By Crystal Lennartz, Health Mart Atlas - 09/17/2019
Ask independent pharmacists to name their biggest struggle today, and without skipping a beat, they’ll say direct and indirect remuneration, or DIR, fees. Pharmacies increasingly are being reimbursed differently by pharmacy benefit managers based on either their individual pharmacy or pharmacy services administration organizations’ performance. In fact, the Centers for Medicare and Medicaid Services estimates that DIR fees have increased by more than 45,000% since 2010.

“Pharmacies often discuss the impact of DIR fees in terms of financial uncertainty for the business, but they also present significant financial burdens for our patients,” Hugh Chancy, pharmacist and owner of Chancy Drugs in Georgia, said. “While the PBMs claim DIR fees are designed to reduce drug costs, there is no reduction in patient out-of-pocket costs, which can often push patients into the Medicare Part D donut hole more quickly, resulting in dramatically increased drug costs.”

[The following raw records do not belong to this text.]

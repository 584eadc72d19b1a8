//! Utility modules for the binary: logging setup and a drop guard.

pub mod guard;
pub mod logger;
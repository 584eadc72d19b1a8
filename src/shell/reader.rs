//! Background readers for the shell's stdout and stderr.
//!
//! Each reader owns one pipe and a thread doing blocking line reads. Lines go
//! to whichever [`CommandSink`] is attached. After a command is abandoned
//! (timeout or interrupt) a reader can be put in drain mode, in which it
//! discards everything up to the abandoned command's marker so that late
//! output never ends up in the next command's result.

use std::io::{BufRead, BufReader, ErrorKind, Read};
use std::sync::{Arc, Mutex};
use std::thread::{self, JoinHandle};

use tracing::{debug, trace, warn};
use uuid::Uuid;

use super::collector::{CommandSink, StreamKind};
use super::lock;
use super::marker::{self, Marker};

#[derive(Default)]
struct ReaderState {
    sink: Option<CommandSink>,
    /// Token of an abandoned command whose marker has not been seen yet.
    drain: Option<Uuid>,
    closed: bool,
}

impl ReaderState {
    fn dispatch(&mut self, kind: StreamKind, line: String) {
        let partial = self
            .expected_token()
            .and_then(|token| marker::split_trailing(&line, token))
            .map(|(output, marker)| (output.to_string(), marker));
        if let Some((output, marker)) = partial {
            trace!(stream = %kind, "marker trailing unterminated output");
            self.dispatch_line(kind, output);
            self.dispatch_marker(kind, marker);
            return;
        }

        match Marker::parse(&line) {
            Some(marker) => self.dispatch_marker(kind, marker),
            None => self.dispatch_line(kind, line),
        }
    }

    /// The token whose marker this stream is waiting for.
    fn expected_token(&self) -> Option<Uuid> {
        self.drain.or_else(|| self.sink.as_ref().map(CommandSink::token))
    }

    fn dispatch_line(&mut self, kind: StreamKind, line: String) {
        if self.drain.is_some() {
            trace!(stream = %kind, %line, "draining late output");
            return;
        }
        match self.sink.as_mut() {
            Some(sink) => sink.on_line(line),
            None => debug!(stream = %kind, %line, "output with no command attached"),
        }
    }

    fn dispatch_marker(&mut self, kind: StreamKind, marker: Marker) {
        if let Some(abandoned) = self.drain {
            if marker.token == abandoned {
                debug!(stream = %kind, token = %abandoned, "drained abandoned command");
                self.drain = None;
            } else {
                trace!(stream = %kind, token = %marker.token, "draining late marker");
            }
            return;
        }
        match self.sink.as_mut() {
            Some(sink) => sink.on_marker(marker),
            None => debug!(stream = %kind, token = %marker.token, "marker with no command attached"),
        }
    }

    fn close(&mut self) {
        self.closed = true;
        self.drain = None;
        if let Some(sink) = self.sink.as_mut() {
            sink.on_eof();
        }
    }
}

pub(crate) struct StreamReader {
    kind: StreamKind,
    state: Arc<Mutex<ReaderState>>,
    handle: Mutex<Option<JoinHandle<()>>>,
}

impl StreamReader {
    /// Start a thread reading lines from `stream`.
    pub fn spawn<R>(kind: StreamKind, stream: R) -> std::io::Result<Self>
    where
        R: Read + Send + 'static,
    {
        let state = Arc::new(Mutex::new(ReaderState::default()));
        let thread_state = state.clone();

        let handle = thread::Builder::new()
            .name(format!("shellmux-{kind}"))
            .spawn(move || read_lines(kind, stream, &thread_state))?;

        Ok(Self {
            kind,
            state,
            handle: Mutex::new(Some(handle)),
        })
    }

    /// Attach the sink of a new command. If the stream is already closed the
    /// sink completes immediately and `true` is returned.
    pub fn attach(&self, mut sink: CommandSink) -> bool {
        let mut state = lock(&self.state);
        let was_closed = state.closed;
        if was_closed {
            sink.on_eof();
        }
        state.sink = Some(sink);
        was_closed
    }

    /// Detach the sink after the command completed normally.
    pub fn detach(&self) {
        lock(&self.state).sink = None;
    }

    /// Detach the sink of a command that is no longer waited for. If its
    /// marker has not arrived yet, discard output until it does.
    pub fn abandon(&self) {
        let mut state = lock(&self.state);
        if let Some(sink) = state.sink.take() {
            if !sink.is_done() && !state.closed {
                debug!(stream = %self.kind, token = %sink.token(), "draining until abandoned marker");
                state.drain = Some(sink.token());
            }
        }
    }

    pub fn is_draining(&self) -> bool {
        lock(&self.state).drain.is_some()
    }

    pub fn is_closed(&self) -> bool {
        lock(&self.state).closed
    }

    /// Wait for the reader thread to reach end of stream.
    pub fn join(&self) {
        let handle = lock(&self.handle).take();
        if let Some(handle) = handle {
            if handle.join().is_err() {
                warn!(stream = %self.kind, "reader thread panicked");
            }
        }
    }
}

fn read_lines<R: Read>(kind: StreamKind, stream: R, state: &Mutex<ReaderState>) {
    let mut reader = BufReader::new(stream);
    let mut buf = Vec::new();

    loop {
        buf.clear();
        match reader.read_until(b'\n', &mut buf) {
            Ok(0) => break,
            Ok(_) => {
                let line = decode_line(&buf);
                lock(state).dispatch(kind, line);
            }
            Err(e) if e.kind() == ErrorKind::Interrupted => continue,
            Err(e) => {
                warn!(stream = %kind, "read error: {}", e);
                break;
            }
        }
    }

    debug!(stream = %kind, "end of stream");
    lock(state).close();
}

/// Decode one raw line, replacing invalid UTF-8 and dropping the line ending.
fn decode_line(raw: &[u8]) -> String {
    let mut end = raw.len();
    if end > 0 && raw[end - 1] == b'\n' {
        end -= 1;
        if end > 0 && raw[end - 1] == b'\r' {
            end -= 1;
        }
    }
    String::from_utf8_lossy(&raw[..end]).into_owned()
}
//! Error types for shell sessions.
//!
//! Only conditions that stop a command from being attempted are errors.
//! Timeouts and cancellations are ordinary outcomes and are reported through
//! the exit code of a [`CommandResult`](crate::shell::CommandResult).

use std::io;

use thiserror::Error;

#[derive(Debug, Error)]
pub enum ShellError {
    /// The shell process (or one of its reader threads) could not be started.
    #[error("error opening shell '{path}': {source}")]
    Spawn {
        path: String,
        #[source]
        source: io::Error,
    },

    /// A command was submitted to a shell after `shutdown()`.
    #[error("the shell is shutdown")]
    Closed,

    /// The shell started but failed the launcher's probe command.
    #[error("shell '{path}' is not usable (probe exited with {exit_code})")]
    Unusable { path: String, exit_code: i32 },

    #[error("no shell candidates configured")]
    NoCandidates,

    /// The blocking task behind `run_async` panicked or was cancelled.
    #[error("shell worker failed: {0}")]
    Worker(String),
}

pub type Result<T, E = ShellError> = std::result::Result<T, E>;

#[cfg(test)]
mod tests {
    use super::*;

    #[test]
    fn test_spawn_error_names_path_and_cause() {
        let err = ShellError::Spawn {
            path: "/no/such/sh".to_string(),
            source: io::Error::from(io::ErrorKind::NotFound),
        };
        let message = err.to_string();
        assert!(message.contains("/no/such/sh"));
        assert!(std::error::Error::source(&err).is_some());
    }

    #[test]
    fn test_unusable_error_message() {
        let err = ShellError::Unusable {
            path: "su".to_string(),
            exit_code: 1,
        };
        assert_eq!(err.to_string(), "shell 'su' is not usable (probe exited with 1)");
    }
}
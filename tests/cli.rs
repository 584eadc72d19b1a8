//! Integration tests for the shellmux binary.

use std::io::{BufRead, BufReader, Write};
use std::process::{Child, Command, Output, Stdio};
use std::thread;
use std::time::{Duration, Instant};

fn shellmux(log_dir: &tempfile::TempDir) -> Command {
    let mut command = Command::new(env!("CARGO_BIN_EXE_shellmux"));
    command.env("SHELLMUX_LOG_DIR", log_dir.path()).args(["--shell", "sh"]);
    command
}

fn run_shellmux(args: &[&str]) -> Output {
    let log_dir = tempfile::tempdir().unwrap();
    shellmux(&log_dir).args(args).output().unwrap()
}

fn wait_with_deadline(child: &mut Child, deadline: Duration) -> Option<std::process::ExitStatus> {
    let started = Instant::now();
    while started.elapsed() < deadline {
        if let Some(status) = child.try_wait().unwrap() {
            return Some(status);
        }
        thread::sleep(Duration::from_millis(20));
    }
    child.kill().unwrap();
    child.wait().unwrap();
    None
}

#[test]
fn runs_commands_and_exits_with_last_code() {
    let output = run_shellmux(&["echo hi", "echo oops >&2; (exit 3)"]);
    let stdout = String::from_utf8_lossy(&output.stdout);
    let stderr = String::from_utf8_lossy(&output.stderr);

    assert_eq!(output.status.code(), Some(3));
    assert_eq!(stdout.lines().collect::<Vec<_>>(), vec!["hi"]);
    assert!(stderr.contains("oops"));
}

#[test]
fn json_prints_one_result_per_command() {
    let output = run_shellmux(&["--json", "echo hi"]);
    let stdout = String::from_utf8_lossy(&output.stdout);
    assert!(output.status.success());

    let lines: Vec<_> = stdout.lines().collect();
    assert_eq!(lines.len(), 1);
    let result: serde_json::Value = serde_json::from_str(lines[0]).unwrap();
    assert_eq!(result["stdout"][0], "hi");
    assert_eq!(result["exit_code"], 0);
    assert_eq!(result["details"]["command"], "echo hi");
}

#[test]
fn reads_commands_from_stdin_until_quit() {
    let log_dir = tempfile::tempdir().unwrap();
    let mut child = shellmux(&log_dir)
        .stdin(Stdio::piped())
        .stdout(Stdio::piped())
        .spawn()
        .unwrap();
    child
        .stdin
        .take()
        .unwrap()
        .write_all(b"echo one\n:quit\necho never\n")
        .unwrap();

    let output = child.wait_with_output().unwrap();
    let stdout = String::from_utf8_lossy(&output.stdout);
    assert!(output.status.success());
    assert_eq!(stdout.lines().collect::<Vec<_>>(), vec!["one"]);
}

#[cfg(unix)]
#[test]
fn ctrl_c_at_prompt_exits() {
    let log_dir = tempfile::tempdir().unwrap();
    let mut child = shellmux(&log_dir)
        .stdin(Stdio::piped())
        .stdout(Stdio::piped())
        .spawn()
        .unwrap();

    // Keep stdin open so only the signal can end the prompt
    let mut stdin = child.stdin.take().unwrap();
    stdin.write_all(b"echo ready\n").unwrap();
    let mut stdout = BufReader::new(child.stdout.take().unwrap());
    let mut line = String::new();
    stdout.read_line(&mut line).unwrap();
    assert_eq!(line.trim(), "ready");
    thread::sleep(Duration::from_millis(300));

    let killed = Command::new("kill")
        .args(["-INT", &child.id().to_string()])
        .status()
        .unwrap();
    assert!(killed.success());

    let status = wait_with_deadline(&mut child, Duration::from_secs(10));
    drop(stdin);
    assert_eq!(status.and_then(|s| s.code()), Some(0));
}
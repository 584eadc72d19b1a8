//! Logging initialization.
//!
//! Logs go to a file so they never mix with the command output the CLI
//! prints. Each run creates its own file, e.g.
//! `logs/shellmux.2024-12-06-14-30-25.log`.
//!
//! The log level is controlled by the `RUST_LOG` environment variable:
//! - `RUST_LOG=debug` - one line per command, markers, drained output
//! - `RUST_LOG=info` - shell start and shutdown (default)
//! - `RUST_LOG=warn` - swallowed write errors, rejected shells, timeouts

use std::fs;
use std::io;
use std::path::{Path, PathBuf};

use chrono::Local;
use tracing_appender::non_blocking::WorkerGuard;
use tracing_subscriber::{EnvFilter, fmt, layer::SubscriberExt, util::SubscriberInitExt};

/// Initialize file logging in `log_dir`.
///
/// Returns the writer guard; keep it alive until exit so buffered lines are
/// flushed. Returns `None` (after a warning on stderr) if the log file cannot
/// be created or a subscriber is already installed.
pub fn init_logging(log_dir: &Path) -> Option<WorkerGuard> {
    let log_path = match create_log_file(log_dir) {
        Ok(path) => path,
        Err(e) => {
            eprintln!("Warning: Failed to create log file in {}: {}", log_dir.display(), e);
            return None;
        }
    };
    let log_file = match fs::OpenOptions::new().append(true).open(&log_path) {
        Ok(file) => file,
        Err(e) => {
            eprintln!("Warning: Failed to open log file: {}", e);
            return None;
        }
    };

    let (non_blocking, guard) = tracing_appender::non_blocking(log_file);

    let file_layer = fmt::layer()
        .with_writer(non_blocking)
        .with_ansi(false)
        .with_target(true)
        .with_thread_names(true)
        .with_line_number(true);

    let env_filter = EnvFilter::try_from_default_env().unwrap_or_else(|_| EnvFilter::new("info"));

    if let Err(e) = tracing_subscriber::registry()
        .with(env_filter)
        .with(file_layer)
        .try_init()
    {
        eprintln!("Warning: Failed to initialize logging: {}", e);
        return None;
    }

    tracing::info!("Logging initialized - writing to {}", log_path.display());
    Some(guard)
}

/// Create `log_dir` if needed and an empty, timestamped log file inside it.
fn create_log_file(log_dir: &Path) -> io::Result<PathBuf> {
    fs::create_dir_all(log_dir)?;
    let timestamp = Local::now().format("%Y-%m-%d-%H-%M-%S");
    let log_path = log_dir.join(format!("shellmux.{timestamp}.log"));
    fs::File::create(&log_path)?;
    Ok(log_path)
}

#[cfg(test)]
mod tests {
    use super::*;

    #[test]
    fn test_create_log_file_in_nested_dir() {
        let dir = tempfile::tempdir().unwrap();
        let log_dir = dir.path().join("nested").join("logs");

        let path = create_log_file(&log_dir).unwrap();
        assert!(path.exists());
        assert!(path.starts_with(&log_dir));

        let name = path.file_name().unwrap().to_string_lossy().into_owned();
        assert!(name.starts_with("shellmux."));
        assert!(name.ends_with(".log"));
    }

    #[test]
    fn test_create_log_file_fails_on_file_path() {
        let dir = tempfile::tempdir().unwrap();
        let blocker = dir.path().join("not-a-dir");
        fs::write(&blocker, "x").unwrap();

        assert!(create_log_file(&blocker).is_err());
    }
}
//! Predictive parser for the statement language.
//!
//! This module provides a hand-written LL(1) recursive descent parser. Each
//! grammar rule is one method; every method decides its production from a
//! single token of lookahead and never backtracks.
//!
//! # Architecture
//!
//! 1. **Token source**: pulls tokens one at a time (see [`TokenSource`])
//! 2. **Parsing**: reports commence/accept/finish events to an [`EventSink`]
//! 3. **Consumers**: record the events ([`EventLog`]) or build a `rowan`
//!    tree from them ([`TreeSink`])
//!
//! # Failure
//!
//! There is no error recovery. The first mismatch is reported once, by the
//! innermost rule in progress, and ends the parse. Input nested deeper than
//! [`MAX_DEPTH`] rules fails the same way.

#![allow(clippy::module_inception)]

pub mod event;
pub mod grammar;
mod parser;
mod sink;
mod source;

pub use event::{Event, EventLog, RenderOptions, Rule};
pub use parser::{parse, parse_tokens, MAX_DEPTH};
pub(crate) use parser::{Abort, Parsed, Parser};
pub use sink::{EventSink, TreeSink};
pub use source::{TokenSource, TokenStream};

use smol_str::SmolStr;
use thiserror::Error;

use crate::lexer::{Token, TokenKind};
use crate::syntax::SyntaxNode;

/// Result of parsing source text.
#[derive(Debug)]
pub struct Parse {
    /// The root syntax node.
    green_node: rowan::GreenNode,
    /// The error that ended the parse, if any.
    error: Option<SyntaxError>,
}

impl Parse {
    /// Returns the root syntax node.
    #[must_use]
    pub fn syntax(&self) -> SyntaxNode {
        SyntaxNode::new_root(self.green_node.clone())
    }

    /// Returns the error that ended the parse.
    #[must_use]
    pub fn error(&self) -> Option<&SyntaxError> {
        self.error.as_ref()
    }

    /// Returns `true` if parsing produced no error.
    #[must_use]
    pub fn ok(&self) -> bool {
        self.error.is_none()
    }
}

/// A syntax error: the input stopped matching the grammar at one token.
#[derive(Debug, Clone, PartialEq, Eq, Error)]
#[error("Error at line: {line} | Expected: {expected} | Found: {found}")]
pub struct SyntaxError {
    /// The line of the offending token.
    pub line: u32,
    /// What the innermost rule in progress expected.
    pub expected: SmolStr,
    /// The symbol actually found.
    pub found: TokenKind,
}

impl SyntaxError {
    /// Creates an error for `token` not matching `expected`.
    #[must_use]
    pub fn new(token: &Token, expected: &str) -> Self {
        Self {
            line: token.line,
            expected: SmolStr::new(expected),
            found: token.kind,
        }
    }
}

All pharmacies are impacted by DIR fees, and unpredictable DIR fees impact pharmacy cash flow and increase patient cost. If we, as an industry, eliminate DIR fees, patients — some of the sickest of the sick — could save $7-to-$9 billion in healthcare costs over 10 years, according to the Department of Health and Human Services.

Pushing for real DIR reform
McKesson is working with such industry organizations as NCPA and NACDS that are focusing efforts on DIR reform and significant public policy advances. At the national level, we continue to advocate for transparency and expanding non-DIR performance-based bonus and activity fee opportunities.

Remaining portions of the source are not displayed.